GG is being heralded as an important step in our journey to what is called “ubiquitous computing” which means constant connectivity and, I fear, in the hands of Google, ubiquitous advertising.
But it’s the camera that makes GG even cooler and scarier. The promotional video shows a guy sky diving and filming the experience and sending his friends a real time video so they can have as much fun as him and be suitably impressed.
GG isn’t yet widely available but it is already generating two big debates. The first is about privacy issues and the second is about whether Google will partner with a fashion designer to develop cooler designs for the eyewear because some people think you look geeky when you wear it.
Guess which issue is getting the most attention.
But it’s the privacy and copyright issues that are the most interesting.
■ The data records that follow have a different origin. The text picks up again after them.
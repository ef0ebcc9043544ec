use std::path::{Path, PathBuf};

use thiserror::Error;

#[derive(Error, Debug)]
pub enum FrameLoadError {
    #[error("failed to read {path}: {source}")]
    Io {
        path: PathBuf,
        #[source]
        source: std::io::Error,
    },
    #[error("unreadable image data in {path}: {source}")]
    Decode {
        path: PathBuf,
        #[source]
        source: image::ImageError,
    },
}

/// Encoded (not decoded) image bytes plus their MIME type.
#[derive(Clone, Debug, PartialEq)]
pub struct EncodedImage {
    pub bytes: Vec<u8>,
    pub mime_type: &'static str,
}

/// Domain interface for fetching the pixel data behind a frame reference.
pub trait FrameLoader: Send + Sync {
    fn load(&self, path: &Path) -> Result<EncodedImage, FrameLoadError>;
}
use crate::domain::{EvaluationFailure, Sample};

/// Pure per-sample response function.
///
/// Implementations must not depend on call order or on other samples; the
/// dispatcher may call them from any worker thread in any order.
pub trait Evaluator: Sync {
    fn evaluate(&self, sample: &Sample) -> Result<f64, EvaluationFailure>;

    fn name(&self) -> &str {
        "evaluator"
    }
}

impl<F> Evaluator for F
where
    F: Fn(&Sample) -> Result<f64, EvaluationFailure> + Sync,
{
    fn evaluate(&self, sample: &Sample) -> Result<f64, EvaluationFailure> {
        self(sample)
    }
}

#[cfg(test)]
mod tests {
    use super::Evaluator;
    use crate::domain::{EvaluationFailure, Sample};

    #[test]
    fn closures_act_as_evaluators() {
        let square = |sample: &Sample| -> Result<f64, EvaluationFailure> {
            Ok(sample.input * sample.input)
        };
        let sample = Sample {
            index: 3,
            input: 1.5,
        };
        assert_eq!(square.evaluate(&sample), Ok(2.25));
        assert_eq!(square.name(), "evaluator");
    }
}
Think about it. Kids will want to wear them in class because they won’t have to take notes. But teachers might not that idea because school administrators could then observe them. So could the government.
People will want to wear them to concerts so they can record the whole thing. And movies too.
And what about when your boss gives you your annual performance review? Will one or both of you be wearing Google Glasses to record the moment for posterity?
But even beyond privacy, what about common sense. If texting while driving is an issue, what will happen when people start GGing while driving?
I can’t think of a single use of GG that might not violate peoples’ privacy, result in a law suit or become evidence in a potential lawsuit (e.g., because you are updating your FB status, you forget to pull the ripcord on your parachute).
But that’s not going to stop GG from becoming a necessity of life if that fashion designer can make them look cool enough.